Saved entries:
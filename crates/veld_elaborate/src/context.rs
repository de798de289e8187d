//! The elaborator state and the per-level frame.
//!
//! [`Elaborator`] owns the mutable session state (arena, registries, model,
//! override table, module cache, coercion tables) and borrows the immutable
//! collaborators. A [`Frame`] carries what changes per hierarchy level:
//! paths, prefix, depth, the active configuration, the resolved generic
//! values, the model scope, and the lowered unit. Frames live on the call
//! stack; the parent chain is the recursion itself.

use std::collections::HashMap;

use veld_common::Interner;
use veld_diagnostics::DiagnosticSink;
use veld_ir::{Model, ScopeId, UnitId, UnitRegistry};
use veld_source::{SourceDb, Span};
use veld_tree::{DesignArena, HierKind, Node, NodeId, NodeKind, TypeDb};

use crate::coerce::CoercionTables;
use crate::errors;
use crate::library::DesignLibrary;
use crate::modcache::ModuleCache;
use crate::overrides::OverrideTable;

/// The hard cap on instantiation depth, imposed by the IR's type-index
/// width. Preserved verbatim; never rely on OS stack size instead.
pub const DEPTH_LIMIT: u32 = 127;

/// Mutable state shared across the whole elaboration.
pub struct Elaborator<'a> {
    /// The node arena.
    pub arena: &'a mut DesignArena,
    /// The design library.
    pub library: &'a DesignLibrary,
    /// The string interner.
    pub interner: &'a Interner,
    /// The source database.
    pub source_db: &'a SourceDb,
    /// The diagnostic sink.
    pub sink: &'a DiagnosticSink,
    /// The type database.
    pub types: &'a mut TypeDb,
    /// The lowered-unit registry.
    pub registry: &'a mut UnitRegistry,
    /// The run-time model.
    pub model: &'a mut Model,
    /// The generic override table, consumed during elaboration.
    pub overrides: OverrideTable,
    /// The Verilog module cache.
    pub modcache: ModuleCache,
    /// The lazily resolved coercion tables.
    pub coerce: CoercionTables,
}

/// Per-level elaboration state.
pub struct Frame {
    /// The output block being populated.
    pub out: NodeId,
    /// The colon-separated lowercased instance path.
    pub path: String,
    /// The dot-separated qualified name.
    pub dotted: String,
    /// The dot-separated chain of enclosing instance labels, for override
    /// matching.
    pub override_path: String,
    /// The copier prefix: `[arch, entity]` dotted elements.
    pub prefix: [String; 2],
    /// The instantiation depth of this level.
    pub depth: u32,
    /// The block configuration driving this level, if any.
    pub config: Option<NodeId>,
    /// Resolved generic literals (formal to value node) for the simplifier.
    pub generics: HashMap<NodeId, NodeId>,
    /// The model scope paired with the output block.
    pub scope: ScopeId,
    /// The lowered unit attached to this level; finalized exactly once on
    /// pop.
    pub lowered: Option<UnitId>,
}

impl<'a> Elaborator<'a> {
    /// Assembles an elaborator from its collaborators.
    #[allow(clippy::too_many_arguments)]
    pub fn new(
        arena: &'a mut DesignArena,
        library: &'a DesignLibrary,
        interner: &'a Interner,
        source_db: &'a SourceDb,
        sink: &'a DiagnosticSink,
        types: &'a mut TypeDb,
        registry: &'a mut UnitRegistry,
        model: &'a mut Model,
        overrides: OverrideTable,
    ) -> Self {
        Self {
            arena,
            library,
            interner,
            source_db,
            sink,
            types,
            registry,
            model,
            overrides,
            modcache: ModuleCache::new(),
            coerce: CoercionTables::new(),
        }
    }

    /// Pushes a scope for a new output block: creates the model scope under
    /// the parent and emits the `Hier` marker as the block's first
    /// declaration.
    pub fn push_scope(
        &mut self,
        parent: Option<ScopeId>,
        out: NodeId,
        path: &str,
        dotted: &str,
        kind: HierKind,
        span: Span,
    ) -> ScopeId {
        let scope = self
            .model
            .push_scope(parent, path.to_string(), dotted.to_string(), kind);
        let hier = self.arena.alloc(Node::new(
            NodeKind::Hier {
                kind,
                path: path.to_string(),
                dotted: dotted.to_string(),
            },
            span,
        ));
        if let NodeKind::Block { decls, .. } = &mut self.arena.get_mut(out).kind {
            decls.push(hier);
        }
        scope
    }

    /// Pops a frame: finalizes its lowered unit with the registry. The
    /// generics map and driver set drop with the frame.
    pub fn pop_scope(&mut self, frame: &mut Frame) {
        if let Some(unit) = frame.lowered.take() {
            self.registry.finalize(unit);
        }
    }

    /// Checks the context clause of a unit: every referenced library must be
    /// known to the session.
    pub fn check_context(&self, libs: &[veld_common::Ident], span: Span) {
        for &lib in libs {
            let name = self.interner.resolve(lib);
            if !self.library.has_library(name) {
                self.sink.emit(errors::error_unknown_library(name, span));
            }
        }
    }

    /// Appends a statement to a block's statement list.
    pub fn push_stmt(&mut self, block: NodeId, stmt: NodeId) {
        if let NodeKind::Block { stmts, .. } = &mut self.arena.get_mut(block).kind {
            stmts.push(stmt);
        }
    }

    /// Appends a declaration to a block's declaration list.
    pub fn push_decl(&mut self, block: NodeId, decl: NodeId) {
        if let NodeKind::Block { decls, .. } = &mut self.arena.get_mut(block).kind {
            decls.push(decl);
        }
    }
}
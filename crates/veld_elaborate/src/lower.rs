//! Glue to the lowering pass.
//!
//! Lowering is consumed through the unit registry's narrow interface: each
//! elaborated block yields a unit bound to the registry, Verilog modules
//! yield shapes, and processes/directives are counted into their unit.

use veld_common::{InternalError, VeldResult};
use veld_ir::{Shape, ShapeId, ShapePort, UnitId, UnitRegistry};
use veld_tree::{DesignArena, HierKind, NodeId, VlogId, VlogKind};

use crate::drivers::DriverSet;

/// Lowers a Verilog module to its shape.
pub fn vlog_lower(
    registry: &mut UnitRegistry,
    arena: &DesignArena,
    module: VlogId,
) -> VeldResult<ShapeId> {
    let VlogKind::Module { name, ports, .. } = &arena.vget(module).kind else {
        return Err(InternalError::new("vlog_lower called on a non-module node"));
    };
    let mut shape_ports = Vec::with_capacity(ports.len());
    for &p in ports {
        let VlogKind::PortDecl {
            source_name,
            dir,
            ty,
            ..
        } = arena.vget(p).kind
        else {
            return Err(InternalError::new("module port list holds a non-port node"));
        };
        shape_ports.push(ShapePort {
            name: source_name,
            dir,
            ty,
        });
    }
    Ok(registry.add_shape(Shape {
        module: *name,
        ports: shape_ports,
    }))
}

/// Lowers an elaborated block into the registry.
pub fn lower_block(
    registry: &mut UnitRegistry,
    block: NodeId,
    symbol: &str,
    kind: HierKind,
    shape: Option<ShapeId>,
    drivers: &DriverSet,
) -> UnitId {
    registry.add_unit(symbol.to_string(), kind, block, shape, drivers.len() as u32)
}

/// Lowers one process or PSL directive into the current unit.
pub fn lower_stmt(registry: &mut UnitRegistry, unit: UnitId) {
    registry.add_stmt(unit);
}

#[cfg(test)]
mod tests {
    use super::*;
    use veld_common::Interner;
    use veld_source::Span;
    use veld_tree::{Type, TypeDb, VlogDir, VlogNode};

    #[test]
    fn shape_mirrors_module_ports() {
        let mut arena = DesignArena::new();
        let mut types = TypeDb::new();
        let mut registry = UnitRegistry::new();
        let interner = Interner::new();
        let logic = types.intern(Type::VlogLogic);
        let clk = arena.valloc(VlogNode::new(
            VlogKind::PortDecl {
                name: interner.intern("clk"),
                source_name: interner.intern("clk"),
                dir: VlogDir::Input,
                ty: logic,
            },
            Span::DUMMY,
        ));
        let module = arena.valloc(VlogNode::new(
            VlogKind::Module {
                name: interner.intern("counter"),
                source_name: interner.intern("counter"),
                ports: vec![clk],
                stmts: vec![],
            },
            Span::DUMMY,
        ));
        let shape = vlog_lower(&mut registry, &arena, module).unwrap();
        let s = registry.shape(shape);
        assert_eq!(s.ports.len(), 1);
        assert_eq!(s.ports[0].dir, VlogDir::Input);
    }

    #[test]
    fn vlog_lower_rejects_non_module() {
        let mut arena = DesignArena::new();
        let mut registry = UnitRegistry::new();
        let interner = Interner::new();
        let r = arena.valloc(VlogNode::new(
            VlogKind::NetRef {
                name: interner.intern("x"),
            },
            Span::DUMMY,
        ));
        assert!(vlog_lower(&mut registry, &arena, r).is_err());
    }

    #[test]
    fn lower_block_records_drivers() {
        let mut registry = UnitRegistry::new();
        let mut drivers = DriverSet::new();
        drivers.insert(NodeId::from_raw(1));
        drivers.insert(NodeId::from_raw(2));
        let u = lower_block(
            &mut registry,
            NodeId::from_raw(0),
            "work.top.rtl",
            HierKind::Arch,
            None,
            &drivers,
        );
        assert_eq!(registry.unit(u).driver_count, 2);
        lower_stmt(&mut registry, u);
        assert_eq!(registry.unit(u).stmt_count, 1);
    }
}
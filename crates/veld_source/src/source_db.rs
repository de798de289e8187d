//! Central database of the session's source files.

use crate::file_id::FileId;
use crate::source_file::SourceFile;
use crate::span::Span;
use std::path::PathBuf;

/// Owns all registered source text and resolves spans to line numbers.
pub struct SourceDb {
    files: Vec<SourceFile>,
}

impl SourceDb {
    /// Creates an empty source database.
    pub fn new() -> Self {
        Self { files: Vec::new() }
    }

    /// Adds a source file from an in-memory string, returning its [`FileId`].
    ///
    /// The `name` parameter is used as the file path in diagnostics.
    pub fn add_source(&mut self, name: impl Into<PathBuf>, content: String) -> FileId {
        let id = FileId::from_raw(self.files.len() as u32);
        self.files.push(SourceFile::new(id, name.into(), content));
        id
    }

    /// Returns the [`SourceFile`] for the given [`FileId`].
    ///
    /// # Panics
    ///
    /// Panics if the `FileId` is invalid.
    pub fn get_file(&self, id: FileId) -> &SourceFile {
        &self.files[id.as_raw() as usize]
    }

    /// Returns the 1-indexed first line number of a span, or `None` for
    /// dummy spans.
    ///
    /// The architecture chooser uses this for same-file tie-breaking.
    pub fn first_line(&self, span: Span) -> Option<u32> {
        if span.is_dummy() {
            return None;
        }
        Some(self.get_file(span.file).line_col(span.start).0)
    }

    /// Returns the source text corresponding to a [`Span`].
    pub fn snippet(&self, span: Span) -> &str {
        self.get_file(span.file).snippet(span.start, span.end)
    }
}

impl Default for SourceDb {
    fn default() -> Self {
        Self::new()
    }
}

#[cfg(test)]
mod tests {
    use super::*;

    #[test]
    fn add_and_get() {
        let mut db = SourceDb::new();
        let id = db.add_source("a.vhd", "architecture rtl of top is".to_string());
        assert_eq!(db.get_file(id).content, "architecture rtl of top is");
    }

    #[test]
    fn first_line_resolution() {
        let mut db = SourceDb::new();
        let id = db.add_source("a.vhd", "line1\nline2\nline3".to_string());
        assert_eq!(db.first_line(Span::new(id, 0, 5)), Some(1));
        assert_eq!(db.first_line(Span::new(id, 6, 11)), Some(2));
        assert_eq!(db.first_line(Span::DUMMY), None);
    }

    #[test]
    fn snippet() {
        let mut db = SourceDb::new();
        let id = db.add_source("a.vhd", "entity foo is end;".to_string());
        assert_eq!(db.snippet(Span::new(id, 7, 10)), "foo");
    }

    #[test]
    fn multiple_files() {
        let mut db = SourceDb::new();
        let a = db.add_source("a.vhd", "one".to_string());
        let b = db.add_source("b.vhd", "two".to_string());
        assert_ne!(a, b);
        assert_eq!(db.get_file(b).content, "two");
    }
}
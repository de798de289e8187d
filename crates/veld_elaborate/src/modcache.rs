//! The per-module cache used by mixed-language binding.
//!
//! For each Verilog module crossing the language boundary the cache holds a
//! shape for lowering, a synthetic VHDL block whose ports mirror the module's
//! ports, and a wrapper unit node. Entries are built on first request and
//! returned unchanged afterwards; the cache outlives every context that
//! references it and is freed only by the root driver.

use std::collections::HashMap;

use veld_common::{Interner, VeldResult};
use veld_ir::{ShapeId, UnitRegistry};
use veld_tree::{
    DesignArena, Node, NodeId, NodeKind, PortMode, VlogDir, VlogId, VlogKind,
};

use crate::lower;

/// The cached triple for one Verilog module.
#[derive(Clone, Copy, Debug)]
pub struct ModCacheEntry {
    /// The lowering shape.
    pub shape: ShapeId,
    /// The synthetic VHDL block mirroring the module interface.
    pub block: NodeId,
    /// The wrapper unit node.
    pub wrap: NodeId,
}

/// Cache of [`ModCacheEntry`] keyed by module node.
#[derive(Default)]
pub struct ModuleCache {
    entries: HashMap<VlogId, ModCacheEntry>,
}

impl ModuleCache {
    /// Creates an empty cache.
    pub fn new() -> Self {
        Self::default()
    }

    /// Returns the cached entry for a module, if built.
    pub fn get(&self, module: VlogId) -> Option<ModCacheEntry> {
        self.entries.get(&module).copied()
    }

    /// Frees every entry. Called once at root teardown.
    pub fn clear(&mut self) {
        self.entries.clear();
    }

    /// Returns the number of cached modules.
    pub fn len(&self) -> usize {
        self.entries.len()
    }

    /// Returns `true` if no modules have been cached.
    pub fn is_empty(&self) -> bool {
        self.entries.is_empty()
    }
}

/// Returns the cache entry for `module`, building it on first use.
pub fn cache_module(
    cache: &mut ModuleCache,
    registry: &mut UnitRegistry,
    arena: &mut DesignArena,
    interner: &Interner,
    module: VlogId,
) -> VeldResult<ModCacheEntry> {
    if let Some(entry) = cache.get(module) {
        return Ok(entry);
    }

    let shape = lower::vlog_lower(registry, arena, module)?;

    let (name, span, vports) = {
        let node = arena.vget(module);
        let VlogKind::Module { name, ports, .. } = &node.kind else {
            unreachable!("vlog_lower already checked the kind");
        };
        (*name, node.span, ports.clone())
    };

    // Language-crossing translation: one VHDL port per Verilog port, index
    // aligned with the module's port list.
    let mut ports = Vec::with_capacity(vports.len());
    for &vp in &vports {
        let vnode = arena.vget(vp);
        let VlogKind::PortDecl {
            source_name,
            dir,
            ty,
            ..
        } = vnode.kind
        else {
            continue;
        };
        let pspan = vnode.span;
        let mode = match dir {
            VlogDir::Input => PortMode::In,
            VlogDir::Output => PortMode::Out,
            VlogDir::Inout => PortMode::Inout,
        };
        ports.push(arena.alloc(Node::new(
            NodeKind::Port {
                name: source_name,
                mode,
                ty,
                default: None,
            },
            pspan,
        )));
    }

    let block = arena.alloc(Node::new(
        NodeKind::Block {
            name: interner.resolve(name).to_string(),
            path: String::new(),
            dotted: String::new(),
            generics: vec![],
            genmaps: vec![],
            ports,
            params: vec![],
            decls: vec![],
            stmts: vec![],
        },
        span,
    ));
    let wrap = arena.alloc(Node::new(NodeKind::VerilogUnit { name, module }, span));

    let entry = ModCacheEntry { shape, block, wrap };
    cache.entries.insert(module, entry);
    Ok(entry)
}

● **Exercise requirements**: Determine the number of lines in the data that include the string "dotted". Only that number belongs in the answer.

● **Response for this exercise**: 6